High doses of vitamin A supplements may be harmful when you have (or are at risk of developing) cancer. One study showed that beta carotene (your body converts beta carotene to vitamin A) supplements combined with retinyl palmitate (a form of vitamin A) supplements increased lung cancer among smokers and asbestos workers by 28 percent after four years' time, the Linus Pauling Institute reports. Likewise, the University of Maryland Medical Center says taking vitamin A or beta carotene supplements is linked with higher lung cancer risks in people who drink alcohol or smoke.
What About Vitamin A in Fruits and Veggies?

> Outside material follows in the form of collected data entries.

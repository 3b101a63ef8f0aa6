//! Chunked on-disk output store.
//!
//! # Layout
//!
//! ```text
//! <root>/
//! ├── store.json      shape, chunk shape, dtype, fill value
//! └── c/
//!     ├── 0.0         chunk (row 0, col 0)
//!     ├── 0.1
//!     └── ...
//! ```
//!
//! Each chunk holds `chunk_rows x chunk_cols x channels` little-endian `f32`
//! values in row-major order. Edge chunks are stored at full size. Chunk
//! files are created on first write; a missing chunk reads as the fill value.
//!
//! # Concurrent writers
//!
//! Every [`DiskStoreWriter`] opens its own file handles. A region write is a
//! series of positioned writes covering exactly the region's bytes, with no
//! read-modify-write, so writers touching disjoint regions never interfere,
//! even when those regions share a chunk.

use std::collections::HashMap;
use std::fs::{self, File, OpenOptions};
use std::io::{Read, Seek, SeekFrom, Write};
use std::path::{Path, PathBuf};

use ndarray::{s, Array3, ArrayView3};
use serde::{Deserialize, Serialize};
use tracing::debug;

use crate::error::StoreError;

use super::traits::{clip_region, OutputStore, StoreWriter};

/// Name of the metadata file at the store root.
const METADATA_FILE: &str = "store.json";

/// Directory holding chunk files.
const CHUNK_DIR: &str = "c";

/// Only supported element type.
const DTYPE: &str = "<f4";

/// Default chunk edge length in elements.
pub const DEFAULT_CHUNK_SIZE: usize = 512;

// =============================================================================
// Metadata
// =============================================================================

#[derive(Debug, Clone, PartialEq, Serialize, Deserialize)]
struct StoreMetadata {
    shape: [usize; 3],
    chunks: [usize; 2],
    dtype: String,
    fill_value: f32,
}

impl StoreMetadata {
    fn chunk_len(&self) -> usize {
        self.chunks[0] * self.chunks[1] * self.shape[2]
    }

    fn chunk_bytes(&self) -> u64 {
        (self.chunk_len() * std::mem::size_of::<f32>()) as u64
    }

    fn chunk_grid(&self) -> (usize, usize) {
        (
            self.shape[0].div_ceil(self.chunks[0]),
            self.shape[1].div_ceil(self.chunks[1]),
        )
    }
}

// =============================================================================
// DiskStore
// =============================================================================

/// Chunked `f32` array persisted in a directory.
///
/// Cloning only copies the path and metadata, so a store can be handed to
/// every worker cheaply.
///
/// # Example
///
/// ```ignore
/// use wsi_tiler::store::{DiskStore, OutputStore, StoreWriter};
///
/// let store = DiskStore::create("out.store", [1024, 1024, 3], [256, 256])?;
/// let mut writer = store.open_writer()?;
/// writer.write_region(0, 0, tile.view())?;
/// let array = store.read_full()?;
/// ```
#[derive(Debug, Clone)]
pub struct DiskStore {
    root: PathBuf,
    meta: StoreMetadata,
}

impl DiskStore {
    /// Create a store at `root`, filled with zeros.
    ///
    /// Any chunks left in `root` by a previous store are removed.
    ///
    /// # Errors
    ///
    /// Returns an error if the shape or chunk shape has a zero extent or if
    /// the directory cannot be written.
    pub fn create(
        root: impl AsRef<Path>,
        shape: [usize; 3],
        chunks: [usize; 2],
    ) -> Result<Self, StoreError> {
        if shape.contains(&0) || chunks.contains(&0) {
            return Err(StoreError::InvalidShape { shape, chunks });
        }

        let root = root.as_ref().to_path_buf();
        let chunk_dir = root.join(CHUNK_DIR);
        if chunk_dir.exists() {
            fs::remove_dir_all(&chunk_dir).map_err(|e| StoreError::io(&chunk_dir, e))?;
        }
        fs::create_dir_all(&chunk_dir).map_err(|e| StoreError::io(&chunk_dir, e))?;

        let meta = StoreMetadata {
            shape,
            chunks,
            dtype: DTYPE.to_string(),
            fill_value: 0.0,
        };
        let meta_path = root.join(METADATA_FILE);
        let json = serde_json::to_vec_pretty(&meta).map_err(|e| StoreError::Metadata {
            path: meta_path.display().to_string(),
            message: e.to_string(),
        })?;
        fs::write(&meta_path, json).map_err(|e| StoreError::io(&meta_path, e))?;

        debug!(root = %root.display(), ?shape, ?chunks, "Created disk store");
        Ok(Self { root, meta })
    }

    /// Open an existing store.
    pub fn open(root: impl AsRef<Path>) -> Result<Self, StoreError> {
        let root = root.as_ref().to_path_buf();
        let meta_path = root.join(METADATA_FILE);
        let bytes = fs::read(&meta_path).map_err(|e| StoreError::io(&meta_path, e))?;

        let invalid = |message: String| StoreError::Metadata {
            path: meta_path.display().to_string(),
            message,
        };
        let meta: StoreMetadata =
            serde_json::from_slice(&bytes).map_err(|e| invalid(e.to_string()))?;
        if meta.dtype != DTYPE {
            return Err(invalid(format!("unsupported dtype {}", meta.dtype)));
        }
        if meta.shape.contains(&0) || meta.chunks.contains(&0) {
            return Err(StoreError::InvalidShape {
                shape: meta.shape,
                chunks: meta.chunks,
            });
        }

        Ok(Self { root, meta })
    }

    /// Root directory of the store.
    pub fn path(&self) -> &Path {
        &self.root
    }

    /// Chunk shape as `[rows, cols]`.
    pub fn chunks(&self) -> [usize; 2] {
        self.meta.chunks
    }

    fn chunk_path(&self, chunk_row: usize, chunk_col: usize) -> PathBuf {
        chunk_path(&self.root, chunk_row, chunk_col)
    }
}

fn chunk_path(root: &Path, chunk_row: usize, chunk_col: usize) -> PathBuf {
    root.join(CHUNK_DIR)
        .join(format!("{}.{}", chunk_row, chunk_col))
}

impl OutputStore for DiskStore {
    type Writer = DiskStoreWriter;

    fn shape(&self) -> [usize; 3] {
        self.meta.shape
    }

    fn open_writer(&self) -> Result<Self::Writer, StoreError> {
        let chunk_dir = self.root.join(CHUNK_DIR);
        if !chunk_dir.is_dir() {
            return Err(StoreError::Io {
                path: chunk_dir.display().to_string(),
                message: "chunk directory is missing".to_string(),
            });
        }
        Ok(DiskStoreWriter {
            root: self.root.clone(),
            meta: self.meta.clone(),
            files: HashMap::new(),
        })
    }

    fn read_full(&self) -> Result<Array3<f32>, StoreError> {
        let [rows, cols, channels] = self.meta.shape;
        let [chunk_rows, chunk_cols] = self.meta.chunks;
        let mut out = Array3::from_elem((rows, cols, channels), self.meta.fill_value);

        let (grid_rows, grid_cols) = self.meta.chunk_grid();
        let mut buf = Vec::with_capacity(self.meta.chunk_bytes() as usize);
        for chunk_row in 0..grid_rows {
            for chunk_col in 0..grid_cols {
                let path = self.chunk_path(chunk_row, chunk_col);
                let mut file = match File::open(&path) {
                    Ok(file) => file,
                    Err(e) if e.kind() == std::io::ErrorKind::NotFound => continue,
                    Err(e) => return Err(StoreError::io(&path, e)),
                };

                buf.clear();
                file.read_to_end(&mut buf)
                    .map_err(|e| StoreError::io(&path, e))?;
                buf.resize(self.meta.chunk_bytes() as usize, 0);

                let values: Vec<f32> = buf
                    .chunks_exact(4)
                    .map(|b| f32::from_le_bytes([b[0], b[1], b[2], b[3]]))
                    .collect();
                let chunk = Array3::from_shape_vec((chunk_rows, chunk_cols, channels), values)
                    .map_err(|e| StoreError::Metadata {
                        path: path.display().to_string(),
                        message: e.to_string(),
                    })?;

                let row0 = chunk_row * chunk_rows;
                let col0 = chunk_col * chunk_cols;
                let valid_rows = chunk_rows.min(rows - row0);
                let valid_cols = chunk_cols.min(cols - col0);
                out.slice_mut(s![row0..row0 + valid_rows, col0..col0 + valid_cols, ..])
                    .assign(&chunk.slice(s![..valid_rows, ..valid_cols, ..]));
            }
        }

        Ok(out)
    }
}

// =============================================================================
// DiskStoreWriter
// =============================================================================

/// Write handle onto a [`DiskStore`], owning its own chunk file handles.
#[derive(Debug)]
pub struct DiskStoreWriter {
    root: PathBuf,
    meta: StoreMetadata,
    files: HashMap<(usize, usize), File>,
}

impl DiskStoreWriter {
    fn chunk_file(&mut self, chunk_row: usize, chunk_col: usize) -> Result<&mut File, StoreError> {
        let chunk_bytes = self.meta.chunk_bytes();
        let root = &self.root;
        match self.files.entry((chunk_row, chunk_col)) {
            std::collections::hash_map::Entry::Occupied(entry) => Ok(entry.into_mut()),
            std::collections::hash_map::Entry::Vacant(entry) => {
                let path = chunk_path(root, chunk_row, chunk_col);
                let file = OpenOptions::new()
                    .read(true)
                    .write(true)
                    .create(true)
                    .truncate(false)
                    .open(&path)
                    .map_err(|e| StoreError::io(&path, e))?;
                // Only ever grows the file, so a concurrent writer's data is kept
                let len = file
                    .metadata()
                    .map_err(|e| StoreError::io(&path, e))?
                    .len();
                if len < chunk_bytes {
                    file.set_len(chunk_bytes)
                        .map_err(|e| StoreError::io(&path, e))?;
                }
                Ok(entry.insert(file))
            }
        }
    }
}

impl StoreWriter for DiskStoreWriter {
    fn write_region(
        &mut self,
        row: usize,
        col: usize,
        region: ArrayView3<'_, f32>,
    ) -> Result<(), StoreError> {
        let (rows, cols) = clip_region(self.meta.shape, row, col, &region)?;
        let [chunk_rows, chunk_cols] = self.meta.chunks;
        let channels = self.meta.shape[2];
        let col_end = col + cols;

        let mut bytes = Vec::with_capacity(chunk_cols * channels * 4);
        for r in 0..rows {
            let global_row = row + r;
            let chunk_row = global_row / chunk_rows;
            let row_in_chunk = global_row % chunk_rows;

            // Split the row into one segment per chunk column
            let mut global_col = col;
            while global_col < col_end {
                let chunk_col = global_col / chunk_cols;
                let segment_end = col_end.min((chunk_col + 1) * chunk_cols);
                let col_in_chunk = global_col % chunk_cols;

                bytes.clear();
                for value in region
                    .slice(s![r, global_col - col..segment_end - col, ..])
                    .iter()
                {
                    bytes.extend_from_slice(&value.to_le_bytes());
                }

                let offset = ((row_in_chunk * chunk_cols + col_in_chunk) * channels * 4) as u64;
                let path = chunk_path(&self.root, chunk_row, chunk_col);
                let file = self.chunk_file(chunk_row, chunk_col)?;
                file.seek(SeekFrom::Start(offset))
                    .map_err(|e| StoreError::io(&path, e))?;
                file.write_all(&bytes)
                    .map_err(|e| StoreError::io(&path, e))?;

                global_col = segment_end;
            }
        }

        Ok(())
    }

    fn flush(&mut self) -> Result<(), StoreError> {
        for (&(chunk_row, chunk_col), file) in self.files.iter_mut() {
            file.flush()
                .map_err(|e| StoreError::io(&chunk_path(&self.root, chunk_row, chunk_col), e))?;
        }
        Ok(())
    }
}

// =============================================================================
// Tests
// =============================================================================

Vitamin A is abundant in fruits and vegetables, which are foods often associated with lower cancer risks. One 2015 review published in Annals of Oncology found eating more fruits and veggies (up to 400 grams daily) is associated with lower lung cancer risks, but smoking is the strongest determinant of whether you get lung cancer. The authors say there is a chance the results of the 2015 review could be due to smoking (or lack thereof), not fruit and veggie intake but still recommend eating fruits and veggies as a prevention measure. However, the review didn't single out fruits and veggies rich in vitamin A with all other types of vegetables and fruits.
How Much Vitamin A Is Enough?
As a rule of thumb, if you're at risk for or have lung cancer, avoid taking high doses of vitamin A or beta-carotene supplements. Better yet, avoid taking any type of vitamin A supplement unless your doctor okays it. The recommended dietary allowance (RDA) for vitamin A is 900 micrograms for men, 700 micrograms for women, 770 micrograms during pregnancy, and 1,300 micrograms of vitamin A daily while breastfeeding.
You'll likely get all the vitamin A your body needs daily by eating a variety of vitamin A-rich foods. The Dietary Guidelines for Americans 2015 suggest getting in 2 cups of fruits and 2 ½ cups of veggies daily (when eating 2,000 calories per day).
Vitamin A for Lung Cancer
Despite what you might have heard, taking vitamin A or beta-carotene supplements as a treatment for lung cancer doesn't appear to be helpful and isn't a good idea (in high doses) based on research findings. However, more research is needed in this area. Your body does need plenty of vitamin A to function properly, so be sure to include a variety of vitamin A-rich foods (especially fruits and veggies) in your diet daily to meet nutritional needs. And perhaps most importantly, if you're a smoker the best way to lower lung cancer risks is to stop smoking.